Please give the count of lines in the listing underneath that hold "points", leaving out everything else.
═══
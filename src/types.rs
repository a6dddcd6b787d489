//! Core types used throughout voxnote

use chrono::{DateTime, Utc};
use serde::{Deserialize, Serialize};
use std::path::PathBuf;
use uuid::Uuid;

/// Unique identifier for notes
pub type NoteId = Uuid;

/// Unique identifier for chat messages
pub type MessageId = Uuid;

/// Fixed system instruction sent with every rewrite action
pub const SYSTEM_PROMPT: &str = "You are an efficient personal assistant; \
always respond in the configured response language; be concise.";

/// A captured voice note
///
/// Serialized field names match the on-disk note file: a single JSON array
/// of these objects, rewritten wholesale on every mutation.
#[derive(Debug, Clone, Serialize, Deserialize)]
#[serde(rename_all = "camelCase")]
pub struct Note {
    pub id: NoteId,
    pub title: String,
    pub content: String,
    #[serde(rename = "audioURL", skip_serializing_if = "Option::is_none", default)]
    pub audio_path: Option<PathBuf>,
    pub created_at: DateTime<Utc>,
    #[serde(default)]
    pub tags: Vec<String>,
}

impl Note {
    pub fn new(title: String, content: String, audio_path: Option<PathBuf>) -> Self {
        Self {
            id: Uuid::new_v4(),
            title,
            content,
            audio_path,
            created_at: Utc::now(),
            tags: Vec::new(),
        }
    }

    /// Merge an AI rewrite result into the note body, separated by a divider
    pub fn append_section(&mut self, text: &str) {
        if self.content.is_empty() {
            self.content = text.to_string();
        } else {
            self.content = format!("{}\n\n---\n\n{}", self.content, text);
        }
    }

    /// Case-insensitive match against title or content
    pub fn matches(&self, query: &str) -> bool {
        let q = query.to_lowercase();
        self.title.to_lowercase().contains(&q) || self.content.to_lowercase().contains(&q)
    }
}

/// Role of a chat message author
#[derive(Debug, Clone, Copy, PartialEq, Eq, Serialize, Deserialize)]
#[serde(rename_all = "lowercase")]
pub enum MessageRole {
    User,
    Assistant,
    System,
}

/// A single turn in a conversation
#[derive(Debug, Clone, Serialize, Deserialize)]
pub struct Message {
    pub id: MessageId,
    pub role: MessageRole,
    pub content: String,
    pub timestamp: DateTime<Utc>,
}

impl Message {
    pub fn new(role: MessageRole, content: String) -> Self {
        Self {
            id: Uuid::new_v4(),
            role,
            content,
            timestamp: Utc::now(),
        }
    }

    pub fn user(content: impl Into<String>) -> Self {
        Self::new(MessageRole::User, content.into())
    }

    pub fn assistant(content: impl Into<String>) -> Self {
        Self::new(MessageRole::Assistant, content.into())
    }

    pub fn system(content: impl Into<String>) -> Self {
        Self::new(MessageRole::System, content.into())
    }
}

/// Fixed text-transformation actions applied to a transcript
#[derive(Debug, Clone, Copy, PartialEq, Eq, Hash, Serialize, Deserialize)]
#[serde(rename_all = "snake_case")]
pub enum RewriteAction {
    /// Condense into bullet points
    Summarize,
    /// Professional, clear, grammatical rewrite
    Improve,
    /// Turn the text into a prompt for a generative AI
    GeneratePrompt,
    /// Extract a task checklist
    CreateTask,
}

impl RewriteAction {
    /// Build the user message for this action over the given text
    pub fn user_prompt(&self, text: &str) -> String {
        match self {
            Self::Summarize => {
                format!(
                    "Summarize the following text as concise bullet points:\n\n{}",
                    text
                )
            }
            Self::Improve => {
                format!(
                    "Rewrite the following text to be more professional, clear, and grammatically correct:\n\n{}",
                    text
                )
            }
            Self::GeneratePrompt => {
                format!(
                    "Based on the text below, create a structured, detailed prompt for a generative AI:\n\n{}",
                    text
                )
            }
            Self::CreateTask => {
                format!(
                    "Extract actionable tasks from the following text and format them as a checklist:\n\n{}",
                    text
                )
            }
        }
    }

    /// Human-readable name for menus and logs
    pub fn label(&self) -> &'static str {
        match self {
            Self::Summarize => "Summarize",
            Self::Improve => "Improve Writing",
            Self::GeneratePrompt => "Generate Prompt",
            Self::CreateTask => "Create Task",
        }
    }

    /// Get all available actions
    pub fn all() -> &'static [RewriteAction] {
        &[
            RewriteAction::Summarize,
            RewriteAction::Improve,
            RewriteAction::GeneratePrompt,
            RewriteAction::CreateTask,
        ]
    }
}
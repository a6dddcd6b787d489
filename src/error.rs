//! Error types for voxnote

use thiserror::Error;

/// Result type alias using voxnote's Error type
pub type Result<T> = std::result::Result<T, Error>;

/// All possible errors in voxnote
#[derive(Error, Debug)]
pub enum Error {
    #[error("Audio unavailable: {0}")]
    Audio(String),

    #[error("Missing credential: {0}")]
    MissingCredential(String),

    #[error("Remote service error: {0}")]
    RemoteService(String),

    #[error("Persistence error: {0}")]
    Persistence(String),

    #[error("Settings error: {0}")]
    Settings(#[from] rusqlite::Error),

    #[error("Network error: {0}")]
    Network(#[from] reqwest::Error),

    #[error("IO error: {0}")]
    Io(#[from] std::io::Error),
}
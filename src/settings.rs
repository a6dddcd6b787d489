//! SQLite-backed key-value store for API credentials and preferences

use chrono::Utc;
use parking_lot::Mutex;
use rusqlite::{Connection, OptionalExtension, params};
use std::path::{Path, PathBuf};
use tracing::debug;

use crate::error::Result;

pub const SETTING_OPENAI_API_KEY: &str = "openai_api_key";
pub const SETTING_CALENDAR_API_KEY: &str = "calendar_api_key";
pub const SETTING_ISSUE_API_KEY: &str = "issue_api_key";

/// Settings backend using SQLite
///
/// Values are free-form strings; presence checks happen at the point of
/// use, never here.
pub struct Settings {
    conn: Mutex<Connection>,
}

impl Settings {
    /// Open or create a database at the given path
    pub fn open<P: AsRef<Path>>(path: P) -> Result<Self> {
        if let Some(parent) = path.as_ref().parent() {
            std::fs::create_dir_all(parent)?;
        }
        let conn = Connection::open(path)?;
        let settings = Self {
            conn: Mutex::new(conn),
        };
        settings.init_schema()?;
        Ok(settings)
    }

    /// Create an in-memory database (useful for testing)
    pub fn in_memory() -> Result<Self> {
        let conn = Connection::open_in_memory()?;
        let settings = Self {
            conn: Mutex::new(conn),
        };
        settings.init_schema()?;
        Ok(settings)
    }

    /// Default database location under the platform data directory
    pub fn default_path() -> PathBuf {
        dirs::data_dir()
            .unwrap_or_else(|| PathBuf::from("."))
            .join("voxnote")
            .join("settings.db")
    }

    fn init_schema(&self) -> Result<()> {
        let conn = self.conn.lock();
        conn.execute_batch(
            r#"
            CREATE TABLE IF NOT EXISTS settings (
                key TEXT PRIMARY KEY,
                value TEXT NOT NULL,
                updated_at TEXT NOT NULL
            );
            "#,
        )?;
        debug!("settings schema initialized");
        Ok(())
    }

    /// Save or update a setting value
    pub fn set(&self, key: &str, value: &str) -> Result<()> {
        let conn = self.conn.lock();
        conn.execute(
            r#"
            INSERT INTO settings (key, value, updated_at)
            VALUES (?1, ?2, ?3)
            ON CONFLICT(key) DO UPDATE SET
                value = excluded.value,
                updated_at = excluded.updated_at
            "#,
            params![key, value, Utc::now().to_rfc3339()],
        )?;
        Ok(())
    }

    /// Get a setting value
    pub fn get(&self, key: &str) -> Result<Option<String>> {
        let conn = self.conn.lock();
        conn.query_row(
            "SELECT value FROM settings WHERE key = ?1",
            params![key],
            |row| row.get(0),
        )
        .optional()
        .map_err(Into::into)
    }

    /// Get an API key, treating an empty stored value as absent
    pub fn get_key(&self, key: &str) -> Result<Option<String>> {
        Ok(self.get(key)?.filter(|v| !v.is_empty()))
    }
}
//! Microphone capture using CPAL, written to WAV take files
//!
//! Each recording produces a fresh uniquely-named temp file; the path is
//! handed to the caller on stop and consumed exactly once.

use cpal::traits::{DeviceTrait, HostTrait, StreamTrait};
use cpal::{Device, Sample, SampleFormat, SizedSample, Stream, StreamConfig};
use parking_lot::Mutex;
use std::path::{Path, PathBuf};
use std::sync::Arc;
use tracing::{debug, error, info};
use uuid::Uuid;

use crate::error::{Error, Result};

/// Recorder configuration
#[derive(Debug, Clone)]
pub struct RecorderConfig {
    /// Sample rate in Hz (default: 16000, a fixed low rate suited for speech)
    pub sample_rate: u32,
    /// Number of channels (default: 1 for mono)
    pub channels: u16,
}

impl Default for RecorderConfig {
    fn default() -> Self {
        Self {
            sample_rate: 16000,
            channels: 1,
        }
    }
}

/// State of the recorder
#[derive(Debug, Clone, Copy, PartialEq, Eq)]
pub enum RecorderState {
    Idle,
    Recording,
}

/// Captures audio from the default input device into a WAV file
pub struct Recorder {
    device: Device,
    config: RecorderConfig,
    stream_config: StreamConfig,
    input_channels: u16,
    sample_format: SampleFormat,
    state: Arc<Mutex<RecorderState>>,
    buffer: Arc<Mutex<Vec<f32>>>,
    stream: Option<Stream>,
    take_path: Option<PathBuf>,
}

impl Recorder {
    /// Create a new Recorder with default settings
    ///
    /// Fails with an audio error when no input device or no usable input
    /// configuration exists, so the caller can surface the condition.
    pub fn new() -> Result<Self> {
        Self::with_config(RecorderConfig::default())
    }

    /// Create a new Recorder with custom configuration
    pub fn with_config(config: RecorderConfig) -> Result<Self> {
        let host = cpal::default_host();

        let device = host
            .default_input_device()
            .ok_or_else(|| Error::Audio("No input device available".to_string()))?;

        // note: device.name() is deprecated in cpal 0.17+, but works
        #[allow(deprecated)]
        let device_name = device.name().unwrap_or_else(|_| "Unknown".to_string());
        info!("Using input device: {}", device_name);

        let supported_configs: Vec<_> = device
            .supported_input_configs()
            .map_err(|e| Error::Audio(format!("Failed to get supported configs: {e}")))?
            .collect();

        if supported_configs.is_empty() {
            return Err(Error::Audio("No supported input configs".to_string()));
        }

        let (supported_config, input_channels, sample_format, sample_rate) =
            select_supported_config(&supported_configs, config.sample_rate, config.channels)
                .ok_or_else(|| Error::Audio("No supported input config found".to_string()))?;

        let stream_config = supported_config.config();

        let mut config = config;
        config.sample_rate = sample_rate;
        config.channels = 1;

        debug!(
            "Stream config: {:?} (input channels: {}, format: {:?})",
            stream_config, input_channels, sample_format
        );

        Ok(Self {
            device,
            config,
            stream_config,
            input_channels,
            sample_format,
            state: Arc::new(Mutex::new(RecorderState::Idle)),
            buffer: Arc::new(Mutex::new(Vec::new())),
            stream: None,
            take_path: None,
        })
    }

    /// Start a new take
    ///
    /// Allocates a fresh output path and discards anything buffered from a
    /// previous take. Calling while already recording is a no-op.
    pub fn start(&mut self) -> Result<()> {
        if *self.state.lock() == RecorderState::Recording {
            return Ok(());
        }

        self.take_path = Some(
            std::env::temp_dir().join(format!("voxnote-rec-{}.wav", Uuid::new_v4())),
        );
        self.buffer.lock().clear();

        let buffer = Arc::clone(&self.buffer);
        let state = Arc::clone(&self.state);
        let err_fn = |err| error!("Audio stream error: {}", err);

        let stream = match self.sample_format {
            SampleFormat::F32 => self.build_stream::<f32>(buffer, state, err_fn)?,
            SampleFormat::I16 => self.build_stream::<i16>(buffer, state, err_fn)?,
            SampleFormat::U16 => self.build_stream::<u16>(buffer, state, err_fn)?,
            SampleFormat::I24 => self.build_stream::<cpal::I24>(buffer, state, err_fn)?,
            SampleFormat::U24 => self.build_stream::<cpal::U24>(buffer, state, err_fn)?,
            SampleFormat::I32 => self.build_stream::<i32>(buffer, state, err_fn)?,
            SampleFormat::U32 => self.build_stream::<u32>(buffer, state, err_fn)?,
            SampleFormat::I8 => self.build_stream::<i8>(buffer, state, err_fn)?,
            SampleFormat::U8 => self.build_stream::<u8>(buffer, state, err_fn)?,
            SampleFormat::F64 => self.build_stream::<f64>(buffer, state, err_fn)?,
            SampleFormat::I64 => self.build_stream::<i64>(buffer, state, err_fn)?,
            SampleFormat::U64 => self.build_stream::<u64>(buffer, state, err_fn)?,
            _ => {
                return Err(Error::Audio(format!(
                    "Unsupported sample format: {:?}",
                    self.sample_format
                )));
            }
        };

        stream
            .play()
            .map_err(|e| Error::Audio(format!("Failed to start stream: {e}")))?;

        self.stream = Some(stream);
        *self.state.lock() = RecorderState::Recording;

        info!("Recording started");
        Ok(())
    }

    /// Stop the current take and write it out as 16-bit mono WAV
    ///
    /// Returns the path of the finished file. Stopping while idle is an
    /// error.
    pub fn stop(&mut self) -> Result<PathBuf> {
        if *self.state.lock() != RecorderState::Recording {
            return Err(Error::Audio("Not recording".to_string()));
        }

        *self.state.lock() = RecorderState::Idle;
        // drop the stream to stop capture
        self.stream = None;

        let samples = std::mem::take(&mut *self.buffer.lock());
        let path = self
            .take_path
            .take()
            .ok_or_else(|| Error::Audio("No take in progress".to_string()))?;

        write_wav(&path, &samples, self.config.sample_rate)?;
        info!(
            "Recording stopped, {} samples written to {}",
            samples.len(),
            path.display()
        );
        Ok(path)
    }

    /// Get current recorder state
    pub fn state(&self) -> RecorderState {
        *self.state.lock()
    }

    /// Current capture sample rate
    pub fn sample_rate(&self) -> u32 {
        self.config.sample_rate
    }

    fn build_stream<T>(
        &self,
        buffer: Arc<Mutex<Vec<f32>>>,
        state: Arc<Mutex<RecorderState>>,
        err_fn: impl FnMut(cpal::StreamError) + Send + 'static,
    ) -> Result<Stream>
    where
        T: Sample + SizedSample,
        f32: cpal::FromSample<T>,
    {
        let channels = self.input_channels as usize;
        let stream_config = self.stream_config.clone();

        self.device
            .build_input_stream(
                &stream_config,
                move |data: &[T], _: &cpal::InputCallbackInfo| {
                    if *state.lock() != RecorderState::Recording {
                        return;
                    }

                    if channels == 1 {
                        buffer
                            .lock()
                            .extend(data.iter().map(|sample| sample.to_sample::<f32>()));
                    } else {
                        let mut buf = buffer.lock();
                        for frame in data.chunks_exact(channels) {
                            let mut sum = 0.0f32;
                            for sample in frame {
                                sum += sample.to_sample::<f32>();
                            }
                            buf.push(sum / channels as f32);
                        }
                    }
                },
                err_fn,
                None,
            )
            .map_err(|e| Error::Audio(format!("Failed to build stream: {e}")))
    }
}

impl Drop for Recorder {
    fn drop(&mut self) {
        *self.state.lock() = RecorderState::Idle;
        self.stream = None;
    }
}

/// Write f32 samples as a 16-bit mono WAV file
fn write_wav(path: &Path, samples: &[f32], sample_rate: u32) -> Result<()> {
    let spec = hound::WavSpec {
        channels: 1,
        sample_rate,
        bits_per_sample: 16,
        sample_format: hound::SampleFormat::Int,
    };
    let mut writer = hound::WavWriter::create(path, spec)
        .map_err(|e| Error::Audio(format!("Failed to create {}: {e}", path.display())))?;
    for &sample in samples {
        let clamped = sample.clamp(-1.0, 1.0);
        writer
            .write_sample((clamped * 32767.0) as i16)
            .map_err(|e| Error::Audio(format!("Failed to write sample: {e}")))?;
    }
    writer
        .finalize()
        .map_err(|e| Error::Audio(format!("Failed to finalize {}: {e}", path.display())))?;
    Ok(())
}

fn select_supported_config(
    ranges: &[cpal::SupportedStreamConfigRange],
    preferred_rate: u32,
    preferred_channels: u16,
) -> Option<(cpal::SupportedStreamConfig, u16, SampleFormat, u32)> {
    let preferred_formats = [
        SampleFormat::F32,
        SampleFormat::I16,
        SampleFormat::U16,
        SampleFormat::I32,
        SampleFormat::U32,
        SampleFormat::F64,
        SampleFormat::I24,
        SampleFormat::U24,
        SampleFormat::I8,
        SampleFormat::U8,
        SampleFormat::I64,
        SampleFormat::U64,
    ];

    for format in preferred_formats {
        let mut candidates: Vec<_> = ranges
            .iter()
            .copied()
            .filter(|range| {
                range.sample_format() == format && range.channels() == preferred_channels
            })
            .collect();

        if candidates.is_empty() {
            candidates = ranges
                .iter()
                .copied()
                .filter(|range| range.sample_format() == format)
                .collect();
        }

        if candidates.is_empty() {
            continue;
        }

        let best = candidates
            .into_iter()
            .min_by_key(|range| sample_rate_distance(*range, preferred_rate))?;

        let sample_rate = choose_sample_rate(best, preferred_rate);
        let supported = best.with_sample_rate(sample_rate);

        return Some((supported, best.channels(), format, sample_rate));
    }

    None
}

fn sample_rate_distance(range: cpal::SupportedStreamConfigRange, preferred_rate: u32) -> u32 {
    let min_rate = range.min_sample_rate();
    let max_rate = range.max_sample_rate();
    if preferred_rate < min_rate {
        min_rate.saturating_sub(preferred_rate)
    } else if preferred_rate > max_rate {
        preferred_rate.saturating_sub(max_rate)
    } else {
        0
    }
}

fn choose_sample_rate(range: cpal::SupportedStreamConfigRange, preferred_rate: u32) -> u32 {
    let min_rate = range.min_sample_rate();
    let max_rate = range.max_sample_rate();
    if preferred_rate < min_rate {
        min_rate
    } else if preferred_rate > max_rate {
        max_rate
    } else {
        preferred_rate
    }
}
═══
ANSWER FOR THE TASK: 2